Expectation of the largest order statistic from uniform random variables

554 Views Asked by At

If $X_1, ..., X_n$ are iid random variables from the Uniform[$0,\theta$] distribution, where $\theta >0$, compute the expectation of the largest order statistic denoted $X_{(n)}$.

I am looking to test whether or not this statistic is an biased or unbiased estimator for $\theta$, however I am struggling to test the bias as I am unable to compute its expectation.

My initial thoughts with this question were that $E_{\theta}(X_{(n)})=\frac{\theta}2$ since this should be the expectation of any random variable from the uniform distribution on this interval. However, I can see that clearly this won't be the case in this situation since the expectation must (intuitively) depend upon $n$ in some way.

I am wondering what the problem is with my initial thoughts.

Edit: I have been informed in the comments of what the correct approach is, however, I am still unclear of the problem with my reasoning that $E_{\theta}(X_{(n)})=\frac{\theta}2$ since $E_{\theta}(X_i)=\frac{\theta}2$ for all possible values of $i$. By definition, there exists some natural number $j$ such that $X_j=X_{(n)}$ so why is it that $X_j$ doesn't follow the uniform distribution when every $X_i$ does.

1

There are 1 best solutions below

1
On BEST ANSWER

Suppose we have two random variables $X_1$ and $X_2$, uniformly distributed in $[0,1]$ and independent of each other.

Let $X_{(2)} = \max(X_1,X_2)$. Someone claims that $X_{(2)}$ is either equal to $X_1$ or $X_2$ so it should have the same distribution as either of $X_1$ or $X_2$, that is, uniform in [0,1].

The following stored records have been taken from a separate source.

#[cfg(test)]
mod tests {
    use super::*;
    use crate::models::{CrackMark, RoastLevel};
    use crate::control::InterlockSignal;

    fn machine() -> ManualRoast {
        ManualRoast::new(RoastSettings::default(), SafetySettings::default())
    }

    fn roasting() -> ManualRoast {
        let mut roast = machine();
        roast.start(ManualRoastSettings::default()).unwrap();
        roast
    }

    fn titles(effects: &[Effect]) -> Vec<String> {
        effects
            .iter()
            .filter_map(|e| e.as_notification().map(|n| n.title.clone()))
            .collect()
    }

    fn heater_writes(effects: &[Effect]) -> Vec<bool> {
        effects
            .iter()
            .filter_map(|e| match e.as_write() {
                Some((RealtimeField::Heater, value)) => value.as_bool(),
                _ => None,
            })
            .collect()
    }

    #[test]
    fn test_start_writes_targets_and_actuators() {
        let mut roast = machine();
        let effects = roast.start(ManualRoastSettings::default()).unwrap();
        assert!(roast.is_roasting());
        assert_eq!(heater_writes(&effects), vec![true]);
        assert!(effects.iter().any(|e| matches!(
            e.as_write(),
            Some((RealtimeField::MaxSafetyTemp, v)) if v.as_f64() == Some(220.0)
        )));
    }

    #[test]
    fn test_start_rejects_invalid_settings() {
        let mut roast = machine();
        let settings = ManualRoastSettings {
            max_safety_temp: 295.0,
            ..ManualRoastSettings::default()
        };
        assert!(matches!(
            roast.start(settings),
            Err(RoastError::Validation(_))
        ));
        assert!(!roast.is_roasting());
    }

    #[test]
    fn test_start_twice_is_rejected() {
        let mut roast = roasting();
        assert!(roast.start(ManualRoastSettings::default()).is_err());
    }

    #[test]
    fn test_auto_shutoff_hysteresis() {
        let mut roast = roasting();

        let effects = roast.on_temperature(210.0);
        assert_eq!(heater_writes(&effects), vec![false]);
        assert!(roast.snapshot().heater_control_disabled);
        assert_eq!(roast.set_heater(true).unwrap_err(), RoastError::HeaterLocked);

        for temp in [208.0, 204.0, 200.0] {
            let effects = roast.on_temperature(temp);
            assert!(effects.is_empty());
        }

        let effects = roast.on_temperature(199.0);
        assert_eq!(titles(&effects), vec!["Heater Control Restored"]);
        let snapshot = roast.snapshot();
        assert!(!snapshot.heater_control_disabled);
        assert!(!snapshot.is_nearing_safety_limit);
        assert!(roast.set_heater(true).is_ok());
    }

    #[test]
    fn test_repeated_reading_does_not_repeat_alerts() {
        let mut roast = roasting();
        let first = roast.on_temperature(180.0);
        assert_eq!(titles(&first), vec!["Target Temperature Reached"]);
        assert!(roast.on_temperature(180.0).is_empty());
    }

    #[test]
    fn test_heater_echo_while_locked_is_forced_off() {
        let mut roast = roasting();
        roast.on_temperature(212.0);
        let effects = roast.on_heater_echo(true);
        assert_eq!(heater_writes(&effects), vec![false]);
        assert!(!roast.snapshot().heater);
    }

    #[test]
    fn test_motor_is_never_restricted() {
        let mut roast = roasting();
        roast.on_temperature(305.0);
        assert_eq!(roast.set_motor(false).len(), 1);
        assert_eq!(roast.set_motor(true).len(), 1);
    }

    #[test]
    fn test_ceiling_alert_requires_dismissal() {
        let mut roast = roasting();
        let effects = roast.on_temperature(300.0);
        let ceiling = InterlockSignal::CeilingExceeded { temperature: 300.0 }.notification();
        assert!(effects
            .iter()
            .filter_map(|e| e.as_notification())
            .any(|n| n == &ceiling && !n.auto_dismiss));
    }

    #[test]
    fn test_heater_requires_running_roast() {
        let mut roast = machine();
        assert_eq!(roast.set_heater(true).unwrap_err(), RoastError::NotRoasting);
        assert!(roast.set_heater(false).is_ok());
    }

    #[test]
    fn test_timer_notifies_once() {
        let mut roast = machine();
        roast
            .start(ManualRoastSettings {
                timer_enabled: true,
                timer_duration: 1,
                ..ManualRoastSettings::default()
            })
            .unwrap();

        let mut fired = 0;
        for _ in 0..120 {
            fired += titles(&roast.on_tick()).len();
        }
        assert_eq!(fired, 1);
        assert!(roast.snapshot().timer_notification_sent);
    }

    #[test]
    fn test_history_window_and_stats() {
        let mut roast = roasting();
        for i in 0..40 {
            roast.on_tick();
            roast.on_temperature(100.0 + f64::from(i));
        }
        let snapshot = roast.snapshot();
        assert_eq!(snapshot.temp_history.len(), 30);
        let stats = snapshot.stats.unwrap();
        assert_eq!(stats.min, 110.0);
        assert_eq!(stats.max, 139.0);
        assert_eq!(stats.avg, 124.5);
    }

    #[test]
    fn test_stop_captures_result_and_opens_save_dialog() {
        let mut roast = roasting();
        for _ in 0..90 {
            roast.on_tick();
        }
        roast.on_temperature(205.0);
        roast
            .update_log(RoastLogPatch {
                roast_level: Some(RoastLevel::Medium),
                first_crack: Some(CrackMark {
                    time: Some(70),
                    temp: Some(196.0),
                    notes: "loud".to_string(),
                }),
                ..RoastLogPatch::default()
            })
            .unwrap();

        roast.request_stop().unwrap();
        assert_eq!(roast.dialog(), Some(ManualDialog::StopConfirm));
        let effects = roast.confirm_stop().unwrap();

        assert_eq!(heater_writes(&effects), vec![false]);
        assert!(!roast.is_roasting());
        assert_eq!(roast.dialog(), Some(ManualDialog::SaveData));
        let stopped = roast.snapshot().stopped.unwrap();
        assert_eq!(stopped.duration, 90);
        assert_eq!(stopped.drop_temperature, 205.0);

        let profile = roast
            .prepare_save(SaveRoastInput {
                name: "Sidamo".to_string(),
                ..SaveRoastInput::default()
            })
            .unwrap();
        assert_eq!(profile.duration, 90);
        assert_eq!(profile.drop_temperature, 205.0);
        assert_eq!(profile.roast_level, Some(RoastLevel::Medium));
        assert_eq!(profile.roast_phase.first_crack.time, Some(70));
    }

    #[test]
    fn test_cancel_stop_keeps_roasting() {
        let mut roast = roasting();
        roast.request_stop().unwrap();
        roast.cancel_stop().unwrap();
        assert!(roast.is_roasting());
        assert_eq!(roast.dialog(), None);
    }

    #[test]
    fn test_save_failure_keeps_dialog_open() {
        let mut roast = roasting();
        roast.request_stop().unwrap();
        roast.confirm_stop().unwrap();
        roast.prepare_save(SaveRoastInput::default()).unwrap();

        let effects = roast.save_failed("store unavailable");
        assert_eq!(titles(&effects), vec!["Failed to Save Roast"]);
        assert_eq!(roast.dialog(), Some(ManualDialog::SaveData));

        roast.complete_save("Sidamo");
        assert_eq!(roast.dialog(), None);
        assert!(!roast.is_active());
    }

    #[test]
    fn test_blank_name_falls_back_to_default() {
        let mut roast = roasting();
        roast.request_stop().unwrap();
        roast.confirm_stop().unwrap();
        let profile = roast.prepare_save(SaveRoastInput::default()).unwrap();
        assert_eq!(profile.name, DEFAULT_PROFILE_NAME);
    }

    #[test]
    fn test_discard_clears_without_saving() {
        let mut roast = roasting();
        roast.request_stop().unwrap();
        roast.confirm_stop().unwrap();
        roast.discard().unwrap();
        assert!(!roast.is_active());
        assert!(roast.snapshot().temp_history.is_empty());
        assert!(roast.discard().is_err());
    }

    #[test]
    fn test_save_in_progress_blocks_second_save_and_discard() {
        let mut roast = roasting();
        roast.request_stop().unwrap();
        roast.confirm_stop().unwrap();

        roast.prepare_save(SaveRoastInput::default()).unwrap();
        assert_eq!(roast.dialog(), Some(ManualDialog::Saving));
        assert!(matches!(
            roast.prepare_save(SaveRoastInput::default()),
            Err(RoastError::InvalidTransition(_))
        ));
        assert!(roast.discard().is_err());
        assert!(roast.is_active());

        roast.save_failed("store unavailable");
        assert!(roast.prepare_save(SaveRoastInput::default()).is_ok());
    }

    #[test]
    fn test_invalid_save_input_does_not_claim_roast() {
        let mut roast = roasting();
        roast.on_temperature(320.0);
        roast.request_stop().unwrap();
        roast.confirm_stop().unwrap();

        let result = roast.prepare_save(SaveRoastInput::default());
        assert!(matches!(result, Err(RoastError::Validation(_))));
        assert_eq!(roast.dialog(), Some(ManualDialog::SaveData));
    }
}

This is not correct. Let $J$ be the index of the maximum, that is, $J = 1$ if $X_1 > X_2$ and $J=2$ if $X_2 > X_1$. If $X_1 = X_2$, we can define $J$ arbitrarily, so let $J = 1$ in that case, that is, \begin{align*} J = \begin{cases} 1 & X_1 \ge X_2 \\ 2 & X_1 < X_2 \end{cases} \end{align*} We have $X_{(2)} = X_J$. The difficulty is that $J$ is dependent on $(X_1,X_2)$. Let us compute $\mathbb E X_{(2)} $, by first conditioning on $J$. We have \begin{align*} \mathbb E ( X_{(2)} \,|\, J = 1) &= \mathbb E ( X_1 \,|\, J= 1) \\ &= \mathbb E ( X_1 \,|\, X_1 \ge X_2). \end{align*} Unconditionally, $X_1$ is uniformly distributed on $[0,1]$. But conditional on $X_1 \ge X_2$ its distribution changes. The easiest way to see this is to note that the joint distribution of $(X_1,X_2)$ conditional on $X_1 \ge X_2$ is uniformly distributed on the triangle in $\mathbb R^2$ with vertices $(0,0), (1,0)$ and $(1,1)$. This is the restriction of the uniform distribution on the $[0,1]^2$ to the set $T := \{(x_1,x_2): x_1 \ge x_2\}$.

This gives \begin{align*} \mathbb E [X_1 \mid X_1 \ge X_2] &= \frac1{\text{area}(T)}\int_{T} x_1 \, dx_1 dx_2 \\ &= \frac1{1/2} \int_0^1 \int_{x_2}^1 x_1 dx_1 dx_2 = \int_0^1 (1-x_2^2) dx_2 = 1 - \frac13 = \frac23. \end{align*} Note that this is bigger than $1/2$. By symmetry we also have $\mathbb E[X_2\mid X_2 > X_1] = 2/3$. Then, $$ \mathbb E[X_{(2)}] = \frac12 \mathbb E[X_1 | X_1 \ge X_2] + \frac12 \mathbb E [X_2 | X_2 > X_1] = \frac23. $$

TL;DR: The knowledge of the index $J$, that is, which of the variables is the maximum changes the joint distribution of $(X_1,X_2)$. In this case, once you know $J$, $X_1$ and $X_2$ are no longer independent! Once you say that I know the random variable $X_1$ is the maximum, you have changed the distribution of $(X_1,X_2)$. That is what conditioning does in general.